--- TO DO ---
Find the word "PageSource" in the data below and copy each line that holds it.

--- DATA RECORDS ---
//! HTTP access to the paginated missing-person listing.

use async_trait::async_trait;
use std::time::Duration;
use tracing::{debug, trace};
use url::Url;

use crate::source::errors::SourceError;

/// Query parameter carrying the 1-based page index.
pub const PAGE_PARAM: &str = "pageIndex";

/// Query parameter carrying the number of records per page.
pub const PAGE_SIZE_PARAM: &str = "recordCountPerPage";

/// A desktop browser user agent; the listing rejects obvious bot agents.
const USER_AGENT: &str = "Mozilla/5.0 (Windows NT 10.0; Win64; x64) AppleWebKit/537.36 \
     (KHTML, like Gecko) Chrome/128.0.0.0 Safari/537.36";

/// Anything that can produce the raw HTML of a listing page.
#[async_trait]
pub trait PageSource: Send + Sync {
    async fn fetch_page(&self, page: u32) -> Result<String, SourceError>;
}

/// Client for the safe182 missing-person listing.
pub struct Safe182Client {
    http: reqwest::Client,
    list_url: Url,
    page_size: u32,
}

impl Safe182Client {
    pub fn new(
        base_url: &Url,
        list_path: &str,
        page_size: u32,
        timeout: Duration,
    ) -> Result<Self, SourceError> {
        let http = reqwest::Client::builder()
            .user_agent(USER_AGENT)
            .timeout(timeout)
            .build()
            .map_err(SourceError::Client)?;

        Ok(Self {
            http,
            list_url: base_url.join(list_path)?,
            page_size,
        })
    }

    /// The listing URL for `page`, keeping any query already on the list path.
    pub fn page_url(&self, page: u32) -> Url {
        let mut url = self.list_url.clone();
        url.query_pairs_mut()
            .append_pair(PAGE_PARAM, &page.to_string())
            .append_pair(PAGE_SIZE_PARAM, &self.page_size.to_string());
        url
    }
}

#[async_trait]
impl PageSource for Safe182Client {
    async fn fetch_page(&self, page: u32) -> Result<String, SourceError> {
        let url = self.page_url(page);
        trace!(%url, page, "Fetching listing page");

        let response = self.http.get(url).send().await.map_err(|e| {
            if e.is_timeout() {
                SourceError::Timeout { page }
            } else {
                SourceError::Request { page, source: e }
            }
        })?;

        let status = response.status();
        if !status.is_success() {
            return Err(SourceError::Status {
                page,
                status: status.as_u16(),
            });
        }

        let body = response.text().await.map_err(|e| {
            if e.is_timeout() {
                SourceError::Timeout { page }
            } else {
                SourceError::Request { page, source: e }
            }
        })?;

        if body.trim().is_empty() {
            return Err(SourceError::EmptyBody { page });
        }

        debug!(page, bytes = body.len(), "Fetched listing page");
        Ok(body)
    }
}
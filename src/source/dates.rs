//! Parsing of the date formats the listing uses for missing dates.

use chrono::{DateTime, NaiveDate, TimeZone, Utc};
use chrono_tz::Asia::Seoul;
use regex::Regex;
use std::sync::LazyLock;

static YMD_RE: LazyLock<Regex> = LazyLock::new(|| {
    Regex::new(r"(\d{4})\s*[-./년]\s*(\d{1,2})\s*[-./월]\s*(\d{1,2})").unwrap()
});

/// Parse a calendar date such as `2024-05-01`, `2024.5.1` or `2024년 5월 1일`.
pub fn parse_calendar_date(text: &str) -> Option<NaiveDate> {
    let caps = YMD_RE.captures(text)?;
    NaiveDate::from_ymd_opt(
        caps[1].parse().ok()?,
        caps[2].parse().ok()?,
        caps[3].parse().ok()?,
    )
}

/// Parse a stored missing-date string into an instant.
///
/// RFC 3339 timestamps are taken as-is; calendar dates are read as midnight in Seoul.
pub fn parse_missing_date(text: &str) -> Option<DateTime<Utc>> {
    let text = text.trim();
    if let Ok(ts) = DateTime::parse_from_rfc3339(text) {
        return Some(ts.with_timezone(&Utc));
    }

    let midnight = parse_calendar_date(text)?.and_hms_opt(0, 0, 0)?;
    Seoul
        .from_local_datetime(&midnight)
        .single()
        .map(|ts| ts.with_timezone(&Utc))
}

/// Canonicalize a captured date to `YYYY-MM-DD`, or keep the raw text if it is not a valid date.
pub fn normalize_date_text(raw: &str) -> String {
    match parse_calendar_date(raw) {
        Some(date) => date.format("%Y-%m-%d").to_string(),
        None => raw.split_whitespace().collect::<Vec<_>>().join(" "),
    }
}

#[cfg(test)]
mod tests {
    use super::*;

    #[test]
    fn test_parse_calendar_date_formats() {
        let expected = NaiveDate::from_ymd_opt(2024, 5, 1);
        assert_eq!(parse_calendar_date("2024-05-01"), expected);
        assert_eq!(parse_calendar_date("2024.5.1"), expected);
        assert_eq!(parse_calendar_date("2024/05/01"), expected);
        assert_eq!(parse_calendar_date("2024년 5월 1일"), expected);
        assert_eq!(parse_calendar_date("2024년05월01일 14:00"), expected);
    }

    #[test]
    fn test_parse_calendar_date_rejects_impossible_dates() {
        assert_eq!(parse_calendar_date("2024-13-45"), None);
        assert_eq!(parse_calendar_date("지난 봄"), None);
    }

    #[test]
    fn test_parse_missing_date_reads_seoul_midnight() {
        let ts = parse_missing_date("2024-05-01").unwrap();
        assert_eq!(ts.to_rfc3339(), "2024-04-30T15:00:00+00:00");
    }

    #[test]
    fn test_parse_missing_date_accepts_rfc3339() {
        let ts = parse_missing_date("2026-10-19T03:00:00+00:00").unwrap();
        assert_eq!(ts.to_rfc3339(), "2026-10-19T03:00:00+00:00");
    }

    #[test]
    fn test_normalize_date_text() {
        assert_eq!(normalize_date_text("2024년 5월 1일"), "2024-05-01");
        assert_eq!(normalize_date_text("2024-99-99"), "2024-99-99");
    }
}
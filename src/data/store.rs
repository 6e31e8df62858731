//! Persistence collaborator contract and the in-process implementation.

use async_trait::async_trait;
use chrono::Utc;
use indexmap::IndexMap;
use tokio::sync::RwLock;

use crate::data::models::{CandidateRecord, MissingPerson};

#[derive(Debug, thiserror::Error)]
pub enum StoreError {
    #[error("database error")]
    Database(#[from] sqlx::Error),
    #[error("record {id} rejected: {reason}")]
    Rejected { id: String, reason: String },
    #[error("stored record {id} is malformed: {reason}")]
    Malformed { id: String, reason: String },
}

/// Result of a single existence-checked write.
#[derive(Debug, Clone, Copy, PartialEq, Eq)]
pub enum InsertOutcome {
    Inserted,
    Duplicate,
}

/// Keyed record storage with upsert-if-absent semantics.
///
/// Writes are idempotent by record id: a second insert of the same id reports
/// [`InsertOutcome::Duplicate`] and leaves the stored record untouched.
#[async_trait]
pub trait RecordStore: Send + Sync {
    /// Persist the candidate unless a record with its id already exists.
    async fn insert_if_absent(
        &self,
        candidate: &CandidateRecord,
    ) -> Result<InsertOutcome, StoreError>;

    /// Up to `limit` records, newest `updated_at` first.
    async fn recent(&self, limit: usize) -> Result<Vec<MissingPerson>, StoreError>;
}

/// Process-local store, used when no database is configured and in tests.
#[derive(Default)]
pub struct MemoryStore {
    records: RwLock<IndexMap<String, MissingPerson>>,
}

impl MemoryStore {
    pub fn new() -> Self {
        Self::default()
    }

    pub async fn len(&self) -> usize {
        self.records.read().await.len()
    }
}

#[async_trait]
impl RecordStore for MemoryStore {
    async fn insert_if_absent(
        &self,
        candidate: &CandidateRecord,
    ) -> Result<InsertOutcome, StoreError> {
        let mut records = self.records.write().await;
        if records.contains_key(&candidate.source_id) {
            return Ok(InsertOutcome::Duplicate);
        }
        let record = candidate.clone().into_record(Utc::now());
        records.insert(record.id.clone(), record);
        Ok(InsertOutcome::Inserted)
    }

    async fn recent(&self, limit: usize) -> Result<Vec<MissingPerson>, StoreError> {
        let records = self.records.read().await;
        // Walk newest insert first so the stable sort breaks timestamp ties the same way.
        let mut newest: Vec<MissingPerson> = records.values().rev().cloned().collect();
        newest.sort_by(|a, b| b.updated_at.cmp(&a.updated_at));
        newest.truncate(limit);
        Ok(newest)
    }
}

#[cfg(test)]
mod tests {
    use super::*;
    use crate::data::models::{Category, Gender, Location, NO_FEATURES};

    fn candidate(id: &str, name: &str) -> CandidateRecord {
        CandidateRecord {
            fingerprint: format!("{name}_9_female"),
            source_id: id.to_string(),
            name: name.to_string(),
            age: 9,
            gender: Gender::Female,
            category: Category::MissingChild,
            missing_date: "2026-10-01".into(),
            address: "서울 종로구".into(),
            location: Location {
                lat: 37.5735,
                lng: 126.9790,
                address: "서울 종로구".into(),
            },
            photo_url: None,
            description: NO_FEATURES.into(),
            clothing: NO_FEATURES.into(),
        }
    }

    #[tokio::test]
    async fn test_insert_then_duplicate() {
        let store = MemoryStore::new();
        let first = store.insert_if_absent(&candidate("1", "김하나")).await.unwrap();
        let second = store.insert_if_absent(&candidate("1", "김하나")).await.unwrap();
        assert_eq!(first, InsertOutcome::Inserted);
        assert_eq!(second, InsertOutcome::Duplicate);
        assert_eq!(store.len().await, 1);
    }

    #[tokio::test]
    async fn test_duplicate_does_not_overwrite() {
        let store = MemoryStore::new();
        store.insert_if_absent(&candidate("1", "김하나")).await.unwrap();
        store.insert_if_absent(&candidate("1", "박두리")).await.unwrap();
        let recent = store.recent(10).await.unwrap();
        assert_eq!(recent[0].name, "김하나");
    }

    #[tokio::test]
    async fn test_recent_is_newest_first_and_limited() {
        let store = MemoryStore::new();
        for (id, name) in [("1", "가나"), ("2", "다라"), ("3", "마바")] {
            store.insert_if_absent(&candidate(id, name)).await.unwrap();
        }
        let recent = store.recent(2).await.unwrap();
        let ids: Vec<&str> = recent.iter().map(|r| r.id.as_str()).collect();
        assert_eq!(ids, vec!["3", "2"]);
    }

    #[tokio::test]
    async fn test_recent_on_empty_store() {
        let store = MemoryStore::new();
        assert!(store.recent(5).await.unwrap().is_empty());
    }
}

--- TASK OUTPUT ---
pub trait PageSource: Send + Sync {
impl PageSource for Safe182Client {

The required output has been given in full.